### Prompt
Hand back the entries below exactly.

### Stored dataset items
++++++

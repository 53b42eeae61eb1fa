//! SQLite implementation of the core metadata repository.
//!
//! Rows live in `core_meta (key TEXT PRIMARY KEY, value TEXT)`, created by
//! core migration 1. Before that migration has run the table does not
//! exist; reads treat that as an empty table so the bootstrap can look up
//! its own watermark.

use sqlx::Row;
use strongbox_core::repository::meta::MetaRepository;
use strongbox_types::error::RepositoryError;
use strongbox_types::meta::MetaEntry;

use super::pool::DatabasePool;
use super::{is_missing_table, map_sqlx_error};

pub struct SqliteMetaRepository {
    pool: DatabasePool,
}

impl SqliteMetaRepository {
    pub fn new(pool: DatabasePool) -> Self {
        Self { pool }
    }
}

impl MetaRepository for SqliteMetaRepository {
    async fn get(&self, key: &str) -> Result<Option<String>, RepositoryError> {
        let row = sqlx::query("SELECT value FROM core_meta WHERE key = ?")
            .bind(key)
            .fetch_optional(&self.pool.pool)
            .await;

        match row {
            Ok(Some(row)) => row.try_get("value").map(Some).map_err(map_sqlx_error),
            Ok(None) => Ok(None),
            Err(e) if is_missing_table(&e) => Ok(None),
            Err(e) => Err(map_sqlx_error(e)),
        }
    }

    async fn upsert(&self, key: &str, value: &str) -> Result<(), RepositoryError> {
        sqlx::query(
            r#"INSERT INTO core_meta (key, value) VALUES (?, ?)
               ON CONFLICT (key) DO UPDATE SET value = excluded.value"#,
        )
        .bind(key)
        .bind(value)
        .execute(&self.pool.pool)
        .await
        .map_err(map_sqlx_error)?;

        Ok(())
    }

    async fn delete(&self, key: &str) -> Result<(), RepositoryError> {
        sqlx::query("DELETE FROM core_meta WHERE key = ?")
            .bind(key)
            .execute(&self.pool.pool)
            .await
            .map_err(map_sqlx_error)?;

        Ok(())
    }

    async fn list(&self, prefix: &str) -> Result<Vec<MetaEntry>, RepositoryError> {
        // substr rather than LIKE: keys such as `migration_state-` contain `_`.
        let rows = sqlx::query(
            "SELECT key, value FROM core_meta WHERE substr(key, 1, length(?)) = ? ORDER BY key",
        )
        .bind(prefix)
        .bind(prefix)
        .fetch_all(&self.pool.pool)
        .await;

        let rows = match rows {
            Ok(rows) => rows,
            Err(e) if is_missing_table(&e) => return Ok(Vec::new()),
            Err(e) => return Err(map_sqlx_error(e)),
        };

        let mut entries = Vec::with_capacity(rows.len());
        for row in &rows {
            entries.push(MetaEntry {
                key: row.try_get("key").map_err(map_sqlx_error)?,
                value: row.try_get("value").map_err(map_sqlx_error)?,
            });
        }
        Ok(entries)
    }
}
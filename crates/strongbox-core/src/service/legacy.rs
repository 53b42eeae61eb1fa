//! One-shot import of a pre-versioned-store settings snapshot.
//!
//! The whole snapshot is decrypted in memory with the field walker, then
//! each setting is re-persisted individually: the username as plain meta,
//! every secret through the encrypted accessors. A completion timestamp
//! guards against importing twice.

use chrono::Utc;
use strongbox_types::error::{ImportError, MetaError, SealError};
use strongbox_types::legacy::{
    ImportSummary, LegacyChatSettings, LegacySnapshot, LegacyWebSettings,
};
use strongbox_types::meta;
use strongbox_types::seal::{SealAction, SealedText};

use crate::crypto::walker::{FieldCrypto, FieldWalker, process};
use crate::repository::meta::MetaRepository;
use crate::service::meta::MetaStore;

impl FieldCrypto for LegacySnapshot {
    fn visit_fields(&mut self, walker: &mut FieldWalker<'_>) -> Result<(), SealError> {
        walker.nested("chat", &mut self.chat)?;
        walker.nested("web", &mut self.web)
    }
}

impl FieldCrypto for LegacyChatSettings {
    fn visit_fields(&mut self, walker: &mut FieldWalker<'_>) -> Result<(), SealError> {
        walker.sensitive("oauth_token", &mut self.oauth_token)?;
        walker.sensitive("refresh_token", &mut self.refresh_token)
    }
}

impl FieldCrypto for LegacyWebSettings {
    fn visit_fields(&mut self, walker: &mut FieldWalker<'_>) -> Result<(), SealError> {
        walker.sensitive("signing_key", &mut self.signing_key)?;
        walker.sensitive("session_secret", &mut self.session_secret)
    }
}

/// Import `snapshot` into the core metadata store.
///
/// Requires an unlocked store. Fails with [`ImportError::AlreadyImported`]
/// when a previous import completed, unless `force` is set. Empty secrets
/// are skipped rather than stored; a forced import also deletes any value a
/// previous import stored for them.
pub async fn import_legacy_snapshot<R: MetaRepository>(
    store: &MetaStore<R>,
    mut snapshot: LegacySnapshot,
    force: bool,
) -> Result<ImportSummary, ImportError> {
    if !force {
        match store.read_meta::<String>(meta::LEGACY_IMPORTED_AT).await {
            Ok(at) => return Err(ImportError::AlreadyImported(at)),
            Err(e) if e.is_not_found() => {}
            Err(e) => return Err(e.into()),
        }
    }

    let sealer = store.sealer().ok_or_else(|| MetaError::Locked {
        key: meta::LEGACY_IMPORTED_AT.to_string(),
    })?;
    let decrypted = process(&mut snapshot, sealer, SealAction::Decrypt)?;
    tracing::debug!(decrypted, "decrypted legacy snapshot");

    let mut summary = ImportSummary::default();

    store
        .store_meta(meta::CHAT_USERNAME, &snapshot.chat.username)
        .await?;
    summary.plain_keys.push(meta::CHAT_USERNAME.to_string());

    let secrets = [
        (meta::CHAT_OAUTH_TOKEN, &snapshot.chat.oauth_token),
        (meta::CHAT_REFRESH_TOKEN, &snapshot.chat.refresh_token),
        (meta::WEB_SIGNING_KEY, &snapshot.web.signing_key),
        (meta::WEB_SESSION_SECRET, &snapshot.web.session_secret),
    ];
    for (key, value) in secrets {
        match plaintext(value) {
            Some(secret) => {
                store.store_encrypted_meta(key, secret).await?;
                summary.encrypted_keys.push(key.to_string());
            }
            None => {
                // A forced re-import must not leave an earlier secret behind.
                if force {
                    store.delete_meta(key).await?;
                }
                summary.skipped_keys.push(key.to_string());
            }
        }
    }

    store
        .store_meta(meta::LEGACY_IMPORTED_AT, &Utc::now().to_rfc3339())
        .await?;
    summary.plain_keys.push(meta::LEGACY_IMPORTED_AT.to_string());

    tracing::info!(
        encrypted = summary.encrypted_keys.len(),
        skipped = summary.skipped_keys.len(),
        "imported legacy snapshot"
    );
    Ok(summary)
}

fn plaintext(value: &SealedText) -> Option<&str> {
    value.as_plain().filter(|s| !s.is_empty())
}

++++++

### Response
repository 53b42eeae61eb1fa
//! SQLite implementation of the core metadata repository.
//!
//! Rows live in `core_meta (key TEXT PRIMARY KEY, value TEXT)`, created by
//! core migration 1. Before that migration has run the table does not
//! exist; reads treat that as an empty table so the bootstrap can look up
//! its own watermark.

use sqlx::Row;
use strongbox_core::repository::meta::MetaRepository;
use strongbox_types::error::RepositoryError;
use strongbox_types::meta::MetaEntry;

use super::pool::DatabasePool;
use super::{is_missing_table, map_sqlx_error};

pub struct SqliteMetaRepository {
    pool: DatabasePool,
}

impl SqliteMetaRepository {
    pub fn new(pool: DatabasePool) -> Self {
        Self { pool }
    }
}

impl MetaRepository for SqliteMetaRepository {
    async fn get(&self, key: &str) -> Result<Option<String>, RepositoryError> {
        let row = sqlx::query("SELECT value FROM core_meta WHERE key = ?")
            .bind(key)
            .fetch_optional(&self.pool.pool)
            .await;

        match row {
            Ok(Some(row)) => row.try_get("value").map(Some).map_err(map_sqlx_error),
            Ok(None) => Ok(None),
            Err(e) if is_missing_table(&e) => Ok(None),
            Err(e) => Err(map_sqlx_error(e)),
        }
    }

    async fn upsert(&self, key: &str, value: &str) -> Result<(), RepositoryError> {
        sqlx::query(
            r#"INSERT INTO core_meta (key, value) VALUES (?, ?)
               ON CONFLICT (key) DO UPDATE SET value = excluded.value"#,
        )
        .bind(key)
        .bind(value)
        .execute(&self.pool.pool)
        .await
        .map_err(map_sqlx_error)?;

        Ok(())
    }

    async fn delete(&self, key: &str) -> Result<(), RepositoryError> {
        sqlx::query("DELETE FROM core_meta WHERE key = ?")
            .bind(key)
            .execute(&self.pool.pool)
            .await
            .map_err(map_sqlx_error)?;

        Ok(())
    }

    async fn list(&self, prefix: &str) -> Result<Vec<MetaEntry>, RepositoryError> {
        // substr rather than LIKE: keys such as `migration_state-` contain `_`.
        let rows = sqlx::query(
            "SELECT key, value FROM core_meta WHERE substr(key, 1, length(?)) = ? ORDER BY key",
        )
        .bind(prefix)
        .bind(prefix)
        .fetch_all(&self.pool.pool)
        .await;

        let rows = match rows {
            Ok(rows) => rows,
            Err(e) if is_missing_table(&e) => return Ok(Vec::new()),
            Err(e) => return Err(map_sqlx_error(e)),
        };

        let mut entries = Vec::with_capacity(rows.len());
        for row in &rows {
            entries.push(MetaEntry {
                key: row.try_get("key").map_err(map_sqlx_error)?,
                value: row.try_get("value").map_err(map_sqlx_error)?,
            });
        }
        Ok(entries)
    }
}
filename crates/strongbox-core/src/service/legacy.rs
repository 53b42eeae61eb1fa
//! One-shot import of a pre-versioned-store settings snapshot.
//!
//! The whole snapshot is decrypted in memory with the field walker, then
//! each setting is re-persisted individually: the username as plain meta,
//! every secret through the encrypted accessors. A completion timestamp
//! guards against importing twice.

use chrono::Utc;
use strongbox_types::error::{ImportError, MetaError, SealError};
use strongbox_types::legacy::{
    ImportSummary, LegacyChatSettings, LegacySnapshot, LegacyWebSettings,
};
use strongbox_types::meta;
use strongbox_types::seal::{SealAction, SealedText};

use crate::crypto::walker::{FieldCrypto, FieldWalker, process};
use crate::repository::meta::MetaRepository;
use crate::service::meta::MetaStore;

impl FieldCrypto for LegacySnapshot {
    fn visit_fields(&mut self, walker: &mut FieldWalker<'_>) -> Result<(), SealError> {
        walker.nested("chat", &mut self.chat)?;
        walker.nested("web", &mut self.web)
    }
}

impl FieldCrypto for LegacyChatSettings {
    fn visit_fields(&mut self, walker: &mut FieldWalker<'_>) -> Result<(), SealError> {
        walker.sensitive("oauth_token", &mut self.oauth_token)?;
        walker.sensitive("refresh_token", &mut self.refresh_token)
    }
}

impl FieldCrypto for LegacyWebSettings {
    fn visit_fields(&mut self, walker: &mut FieldWalker<'_>) -> Result<(), SealError> {
        walker.sensitive("signing_key", &mut self.signing_key)?;
        walker.sensitive("session_secret", &mut self.session_secret)
    }
}

/// Import `snapshot` into the core metadata store.
///
/// Requires an unlocked store. Fails with [`ImportError::AlreadyImported`]
/// when a previous import completed, unless `force` is set. Empty secrets
/// are skipped rather than stored; a forced import also deletes any value a
/// previous import stored for them.
pub async fn import_legacy_snapshot<R: MetaRepository>(
    store: &MetaStore<R>,
    mut snapshot: LegacySnapshot,
    force: bool,
) -> Result<ImportSummary, ImportError> {
    if !force {
        match store.read_meta::<String>(meta::LEGACY_IMPORTED_AT).await {
            Ok(at) => return Err(ImportError::AlreadyImported(at)),
            Err(e) if e.is_not_found() => {}
            Err(e) => return Err(e.into()),
        }
    }

    let sealer = store.sealer().ok_or_else(|| MetaError::Locked {
        key: meta::LEGACY_IMPORTED_AT.to_string(),
    })?;
    let decrypted = process(&mut snapshot, sealer, SealAction::Decrypt)?;
    tracing::debug!(decrypted, "decrypted legacy snapshot");

    let mut summary = ImportSummary::default();

    store
        .store_meta(meta::CHAT_USERNAME, &snapshot.chat.username)
        .await?;
    summary.plain_keys.push(meta::CHAT_USERNAME.to_string());

    let secrets = [
        (meta::CHAT_OAUTH_TOKEN, &snapshot.chat.oauth_token),
        (meta::CHAT_REFRESH_TOKEN, &snapshot.chat.refresh_token),
        (meta::WEB_SIGNING_KEY, &snapshot.web.signing_key),
        (meta::WEB_SESSION_SECRET, &snapshot.web.session_secret),
    ];
    for (key, value) in secrets {
        match plaintext(value) {
            Some(secret) => {
                store.store_encrypted_meta(key, secret).await?;
                summary.encrypted_keys.push(key.to_string());
            }
            None => {
                // A forced re-import must not leave an earlier secret behind.
                if force {
                    store.delete_meta(key).await?;
                }
                summary.skipped_keys.push(key.to_string());
            }
        }
    }

    store
        .store_meta(meta::LEGACY_IMPORTED_AT, &Utc::now().to_rfc3339())
        .await?;
    summary.plain_keys.push(meta::LEGACY_IMPORTED_AT.to_string());

    tracing::info!(
        encrypted = summary.encrypted_keys.len(),
        skipped = summary.skipped_keys.len(),
        "imported legacy snapshot"
    );
    Ok(summary)
}

fn plaintext(value: &SealedText) -> Option<&str> {
    value.as_plain().filter(|s| !s.is_empty())
}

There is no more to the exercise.